I don't know how you determine your factions, but this really makes no 
sense.

> here to jump to Michael Kifer's defense.  Someone should.

And this less. I think you tried to be too clever :)

(The Old Layering Story is that every semantic web language should be a 
same syntax semantic extension of RDF. In this current thread, I think 
only Jim ever strongly endorsed that approach, and most of the major 
proponents, afaict, have weakened or abandoned it. Peter has a paper in 
ICJAI showing that it is paradoxical if extended to FOL. I find it a 
PITA for OWL and have argued vehemently, with major grade vehemence for 
the truth of my PITA pain.

I suppose one could think that the family of views Ian, Jim, and I have 
been groping for represent a similar folly. I'd like to see some sort 
of evidence of that since I so dislike the other folly. I'm very 
skeptical.)

> For one thing, I find the argument against his position to sound a
> little like this one:
>
> "Don't mix coal dust with the pixie dust --- it burns smoky and
> pollutes the air."

Sigh. To clarify, it's two points:

	Don't claim that you are really mixing pixie dust with pixie dust if 
you aren't
	If we're going to mix pixie dust and coal dust, let's get it in the 
proportions which burn cleanest (or, better, get the most bang for the 
polluting buck)

> Yes, pixie dust is much better than coal, except that it doesn't
> exist.  I believe that there are applications in which the logical
> purity of Owl, DLP,

Sigh.

> etc. can be preserved, but (as Michael has
> implied, I think) there are many domains for which people want rules
> in order to express problem-solving strategies, and I have serious
> doubts that those will be expressible in pure FOL.  The reason why
> nonmonotonicity is (regrettable or not) ubiquitous in real-world
> applications is that most inference is not deductive.  Any attempt to
> reduce an inference task to deduction is either completely misguided,
> or ends up compromising the purity of the deductive notation.  Feel
> free to outlaw this practice; you won't succeed.  If the semantic web
> succeeds, one reason will be that someone implements a "killer app"
> rule system that solves a lot of realistic problems, and it will
> surely have a quasi-procedural --- and nonmonotonic ---
> interpretation.

Well, this is familiar from you, Drew, and good to have it on the 
table. However, I don't think either Ian nor I are arguing against 
non-mon *per se*. I might argue against quasi-proceduralism, but that 
doesn't put me on a different side than Michael, as far as I know.

[snip]

> This point may be obscured by the way LP is presented nowadays.  In
> the past two decades logic programming and logic have drifted apart,
> to the point where their are routinely characterized in basically
> different ways.

I believe model theory is quite standard for each. I believe the 
proposal on the table from Michael et al is for the Well Founded 
semantics. I'd be interested in what you thought of all that.

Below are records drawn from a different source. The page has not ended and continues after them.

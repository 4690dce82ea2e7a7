//! Mapper→reducer data-channel messages. Both variants travel in-band on
//! the same TCP connection: a checkpoint marker separates the counts sent
//! before it from those sent after, which is what makes the reducer's
//! aligned snapshot a consistent cut.

use serde::{Deserialize, Serialize};

#[derive(Debug, Clone, PartialEq, Eq, Serialize, Deserialize)]
#[serde(tag = "msg_type")]
pub enum DataMessage {
    #[serde(rename = "WORD_COUNT")]
    WordCount {
        source: String,
        key: String,
        value: u64,
        last_recovery_id: u64,
    },
    #[serde(rename = "FWD_CHECKPOINT")]
    ForwardCheckpoint {
        source: String,
        source_id: usize,
        checkpoint_id: i64,
        recovery_id: u64,
    },
}

#[cfg(test)]
mod test {
    use super::*;
    use serde_json::json;

    #[test]
    fn test_data_message_wire_shapes() {
        let wc = DataMessage::WordCount {
            source: "mapper_0".to_string(),
            key: "alpha".to_string(),
            value: 2,
            last_recovery_id: 1,
        };
        assert_eq!(
            serde_json::to_value(&wc).unwrap(),
            json!({
                "msg_type": "WORD_COUNT",
                "source": "mapper_0",
                "key": "alpha",
                "value": 2,
                "last_recovery_id": 1,
            })
        );

        let marker = DataMessage::ForwardCheckpoint {
            source: "mapper_1".to_string(),
            source_id: 1,
            checkpoint_id: 3,
            recovery_id: 0,
        };
        let round_trip: DataMessage =
            serde_json::from_value(serde_json::to_value(&marker).unwrap()).unwrap();
        assert_eq!(round_trip, marker);
    }
}
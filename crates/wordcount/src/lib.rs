//! A fault-tolerant distributed word-count engine: mappers read partitions
//! of an input stream and hash-partition counts over durable TCP links to
//! reducers, which align Chandy–Lamport checkpoint markers and aggregate
//! across recovery epochs under a coordinator's direction.

pub mod broker;
pub mod checkpoint;
pub mod coordinator;
pub mod mapper;
pub mod reducer;

mod net;
mod partition;

pub use partition::route_word;
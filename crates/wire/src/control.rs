//! Worker↔coordinator control traffic: single JSON datagrams, dispatched
//! on the `msg_type` field, type-specific fields flattened into the
//! message object.

use serde::{Deserialize, Serialize};

#[derive(Debug, Clone, PartialEq, Eq, Serialize, Deserialize)]
#[serde(tag = "msg_type")]
pub enum ControlMessage {
    #[serde(rename = "HEARTBEAT")]
    Heartbeat { source: String },
    #[serde(rename = "CHECKPOINT")]
    Checkpoint {
        source: String,
        checkpoint_id: i64,
        recovery_id: u64,
    },
    #[serde(rename = "CHECKPOINT_ACK")]
    CheckpointAck { source: String, checkpoint_id: i64 },
    #[serde(rename = "LAST_CHECKPOINT_ACK")]
    LastCheckpointAck { source: String, checkpoint_id: i64 },
    #[serde(rename = "RECOVER")]
    Recover {
        source: String,
        checkpoint_id: i64,
        recovery_id: u64,
    },
    #[serde(rename = "RECOVERY_ACK")]
    RecoveryAck { source: String, recovery_id: u64 },
    #[serde(rename = "EXIT")]
    Exit { source: String },
    #[serde(rename = "DONE")]
    Done { source: String },
}

impl ControlMessage {
    /// The worker or coordinator this message originated from.
    pub fn source(&self) -> &str {
        match self {
            Self::Heartbeat { source }
            | Self::Checkpoint { source, .. }
            | Self::CheckpointAck { source, .. }
            | Self::LastCheckpointAck { source, .. }
            | Self::Recover { source, .. }
            | Self::RecoveryAck { source, .. }
            | Self::Exit { source }
            | Self::Done { source } => source,
        }
    }

    pub fn encode(&self) -> Result<Vec<u8>, crate::Error> {
        let buf = serde_json::to_vec(self)?;
        if buf.len() > crate::DATAGRAM_LEN {
            return Err(crate::Error::Oversize {
                len: buf.len(),
                max: crate::DATAGRAM_LEN,
            });
        }
        Ok(buf)
    }

    pub fn decode(buf: &[u8]) -> Result<Self, crate::Error> {
        Ok(serde_json::from_slice(buf)?)
    }
}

>   I think this is unfortunate.  I prefer to think of
> nonmonotonic systems as being "basically" ordinary logic, with an
> escape hatch here or there.  I grant that this is hard to formalize,
> but that's because it's precisely the nondeductive parts of inference
> that are hard to find a uniform formal framework for.

I wonder what you think of all the work in formal semantics for LP. 
Minimal model, perfect model, Well founded, answer set....

> But consider
> this hypothetical example: a logical system with procedural hooks to
> connect to a Bayesian inference system.  It might have a nonmonotonic
> rule to the effect that "If the best estimate of the probability of P
> is > 0.9, infer P."

General annotated logic programs...

> One could develop a pretty formal account of how
> this thing worked, including an account of what inferences were
> licensed under what circumstances.  But it would have nothing to do
> with the _semantics_, which could be specified in advance,
> independently of the details of the inferential mechanisms.

I'll be interested to know if Michael thinks this is a defense of him :)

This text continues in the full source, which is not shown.